While the contributors to Third Person uniformly discuss narrative as a cultural phenomenon, it’s important to remember that it is also a linguistic one, a common unit of social discourse that makes it possible to organize and share thought. Narrative is a scalable unit; the contents of a novel or a sitcom—at least one that remains within the customary boundaries of its medium—can easily be transmitted in a few sentences. Aesthetic, non-narrative use of language is omitted from summaries of literary fiction, and cinematography is left out of synopses of films. Vast narratives defy summarization entirely. Any reduction of one requires qualifications and conditions, like descriptions of the setting. Bonesteel’s documentation of Darger’s writing process suggests the author’s mind was incapable of operating within the limits of narrative—a psychological characteristic that would seem to dovetail with his social seclusion.

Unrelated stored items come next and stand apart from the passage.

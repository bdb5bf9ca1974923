//! Error taxonomy and structured rejection responses.
//!
//! # Responsibilities
//! - Define the gateway error taxonomy (validation / auth / authz / quota / policy)
//! - Map every rejection to a structured `{status_category, error_code, message}` body
//! - Surface rate-limit state via response headers on 429s
//!
//! # Design Decisions
//! - Live-traffic checks are fail-closed: the first error is terminal
//! - Rejection bodies never carry raw payloads or unredacted secrets
//! - Policy findings are advisory and never become live rejections

use axum::http::{header::HeaderName, HeaderValue, StatusCode};
use axum::response::{IntoResponse, Response};
use serde::Serialize;
use thiserror::Error;

pub const X_RATELIMIT_LIMIT: HeaderName = HeaderName::from_static("x-ratelimit-limit");
pub const X_RATELIMIT_REMAINING: HeaderName = HeaderName::from_static("x-ratelimit-remaining");

/// Coarse rejection category, serialized into every error body.
#[derive(Debug, Clone, Copy, PartialEq, Eq, Serialize)]
#[serde(rename_all = "snake_case")]
pub enum StatusCategory {
    Unauthorized,
    Forbidden,
    BadRequest,
    PayloadTooLarge,
    RateLimited,
    Timeout,
    MethodNotAllowed,
    ServiceUnavailable,
}

impl StatusCategory {
    pub fn status_code(self) -> StatusCode {
        match self {
            StatusCategory::Unauthorized => StatusCode::UNAUTHORIZED,
            StatusCategory::Forbidden => StatusCode::FORBIDDEN,
            StatusCategory::BadRequest => StatusCode::BAD_REQUEST,
            StatusCategory::PayloadTooLarge => StatusCode::PAYLOAD_TOO_LARGE,
            StatusCategory::RateLimited => StatusCode::TOO_MANY_REQUESTS,
            StatusCategory::Timeout => StatusCode::REQUEST_TIMEOUT,
            StatusCategory::MethodNotAllowed => StatusCode::METHOD_NOT_ALLOWED,
            StatusCategory::ServiceUnavailable => StatusCode::SERVICE_UNAVAILABLE,
        }
    }

    pub fn as_str(self) -> &'static str {
        match self {
            StatusCategory::Unauthorized => "unauthorized",
            StatusCategory::Forbidden => "forbidden",
            StatusCategory::BadRequest => "bad_request",
            StatusCategory::PayloadTooLarge => "payload_too_large",
            StatusCategory::RateLimited => "rate_limited",
            StatusCategory::Timeout => "timeout",
            StatusCategory::MethodNotAllowed => "method_not_allowed",
            StatusCategory::ServiceUnavailable => "service_unavailable",
        }
    }
}

/// Structured rejection returned to the client on any failed check.
#[derive(Debug, Clone, Serialize)]
pub struct Rejection {
    pub status_category: StatusCategory,
    pub error_code: String,
    pub message: String,
    #[serde(skip_serializing_if = "Option::is_none")]
    pub limit: Option<u64>,
    #[serde(skip_serializing_if = "Option::is_none")]
    pub remaining: Option<u64>,
}

impl Rejection {
    fn new(category: StatusCategory, code: &str, message: impl Into<String>) -> Self {
        Self {
            status_category: category,
            error_code: code.to_string(),
            message: message.into(),
            limit: None,
            remaining: None,
        }
    }

    pub fn unauthorized(code: &str, message: impl Into<String>) -> Self {
        Self::new(StatusCategory::Unauthorized, code, message)
    }

    pub fn forbidden(code: &str, message: impl Into<String>) -> Self {
        Self::new(StatusCategory::Forbidden, code, message)
    }

    pub fn bad_request(code: &str, message: impl Into<String>) -> Self {
        Self::new(StatusCategory::BadRequest, code, message)
    }

    pub fn payload_too_large(message: impl Into<String>) -> Self {
        Self::new(StatusCategory::PayloadTooLarge, "payload_too_large", message)
    }

    pub fn rate_limited(limit: u64, remaining: u64) -> Self {
        let mut r = Self::new(
            StatusCategory::RateLimited,
            "rate_limit_exceeded",
            "Rate limit exceeded",
        );
        r.limit = Some(limit);
        r.remaining = Some(remaining);
        r
    }

    pub fn timeout(message: impl Into<String>) -> Self {
        Self::new(StatusCategory::Timeout, "body_read_timeout", message)
    }

    pub fn method_not_allowed(message: impl Into<String>) -> Self {
        Self::new(StatusCategory::MethodNotAllowed, "method_not_allowed", message)
    }

    pub fn service_unavailable(code: &str, message: impl Into<String>) -> Self {
        Self::new(StatusCategory::ServiceUnavailable, code, message)
    }
}

impl IntoResponse for Rejection {
    fn into_response(self) -> Response {
        let status = self.status_category.status_code();
        let limit = self.limit;
        let remaining = self.remaining;
        let body = serde_json::to_string(&self)
            .unwrap_or_else(|_| r#"{"status_category":"bad_request"}"#.to_string());

        let mut response = Response::new(axum::body::Body::from(body));
        *response.status_mut() = status;
        response.headers_mut().insert(
            axum::http::header::CONTENT_TYPE,
            HeaderValue::from_static("application/json"),
        );
        if let (Some(l), Some(r)) = (limit, remaining) {
            if let Ok(v) = HeaderValue::from_str(&l.to_string()) {
                response.headers_mut().insert(X_RATELIMIT_LIMIT, v);
            }
            if let Ok(v) = HeaderValue::from_str(&r.to_string()) {
                response.headers_mut().insert(X_RATELIMIT_REMAINING, v);
            }
        }
        response
    }
}

/// Gateway error taxonomy. Library APIs return these; the HTTP layer
/// converts them into [`Rejection`] bodies at the edge.
#[derive(Debug, Error)]
pub enum GatewayError {
    /// Malformed input or a matched injection signature.
    #[error("validation failed ({code}): {message}")]
    Validation { code: String, message: String },

    /// Missing or invalid credential.
    #[error("unauthenticated: {0}")]
    Auth(String),

    /// Authenticated but not permitted (verb, resource, or namespace).
    #[error("forbidden: {0}")]
    Authz(String),

    /// A size, rate, connection, queue, resource-quota, or
    /// disruption-budget ceiling was exceeded.
    #[error("quota exceeded: {0}")]
    Quota(String),

    /// Non-compliant cloud policy document. Reporting only; never raised
    /// on the request path.
    #[error("policy violation: {0}")]
    Policy(String),
}

impl GatewayError {
    pub fn validation(code: &str, message: impl Into<String>) -> Self {
        GatewayError::Validation {
            code: code.to_string(),
            message: message.into(),
        }
    }

    /// Render this error as the wire-level rejection body.
    pub fn to_rejection(&self) -> Rejection {
        match self {
            GatewayError::Validation { code, message } => Rejection::bad_request(code, message),
            GatewayError::Auth(msg) => Rejection::unauthorized("unauthenticated", msg.clone()),
            GatewayError::Authz(msg) => Rejection::forbidden("forbidden", msg.clone()),
            GatewayError::Quota(msg) => {
                Rejection::forbidden("quota_exceeded", msg.clone())
            }
            GatewayError::Policy(msg) => Rejection::forbidden("policy_violation", msg.clone()),
        }
    }
}

impl From<crate::protect::quota::QuotaViolation> for GatewayError {
    fn from(violation: crate::protect::quota::QuotaViolation) -> Self {
        GatewayError::Quota(violation.to_string())
    }
}

#[cfg(test)]
mod tests {
    use super::*;

    #[test]
    fn category_maps_to_expected_status() {
        assert_eq!(
            StatusCategory::RateLimited.status_code(),
            StatusCode::TOO_MANY_REQUESTS
        );
        assert_eq!(
            StatusCategory::PayloadTooLarge.status_code(),
            StatusCode::PAYLOAD_TOO_LARGE
        );
        assert_eq!(
            StatusCategory::MethodNotAllowed.status_code(),
            StatusCode::METHOD_NOT_ALLOWED
        );
    }

    #[test]
    fn rejection_body_is_structured() {
        let r = Rejection::bad_request("sql_injection", "injection signature matched");
        let json = serde_json::to_string(&r).unwrap();
        assert!(json.contains("\"status_category\":\"bad_request\""));
        assert!(json.contains("\"error_code\":\"sql_injection\""));
    }

    #[test]
    fn quota_violations_map_to_forbidden_rejections() {
        let violation = crate::protect::quota::QuotaViolation::Exceeded {
            resource: "limits.cpu".to_string(),
            requested: "8".to_string(),
            limit: "4".to_string(),
        };
        let err: GatewayError = violation.into();
        let rejection = err.to_rejection();
        assert_eq!(rejection.status_category, StatusCategory::Forbidden);
        assert_eq!(rejection.error_code, "quota_exceeded");
    }

    #[test]
    fn rate_limited_carries_limit_and_remaining() {
        let r = Rejection::rate_limited(10, 0);
        assert_eq!(r.limit, Some(10));
        assert_eq!(r.remaining, Some(0));
        let json = serde_json::to_string(&r).unwrap();
        assert!(json.contains("\"limit\":10"));
    }
}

But describing vast narrative as a deviation from “normal” narrative is something Third Person’s authors and editors studiously avoid, apparently to sidestep exacerbating extant perceptions of their subjects as marginal. (Parkin, the Doctor Who writer, addresses this explicitly, professing his dislike for the pejorative terms “franchise” and “sharecropping.”) Beyond a brief discussion of the network television policies that have interfered with a timely plot development for Lost, this circumspect approach prevents frank critique of a cultural economy that demands that narratives be vast. Putting a new spin on a trademarked universe is more cost-effective than investing in a new one—but as important business is for generating and sustaining vast narratives today, Third Person sweeps it under the table. Even in ancient times, vast narratives—the Bible, or bodies of multitheistic legends—were tools for establishing authority and group identity in ways that simple narratives never could be. Perhaps if MIT Press’s electronic book review opens a discussion thread on vast narratives it could broach social and economic topics, using the rich material already provided by Third Person.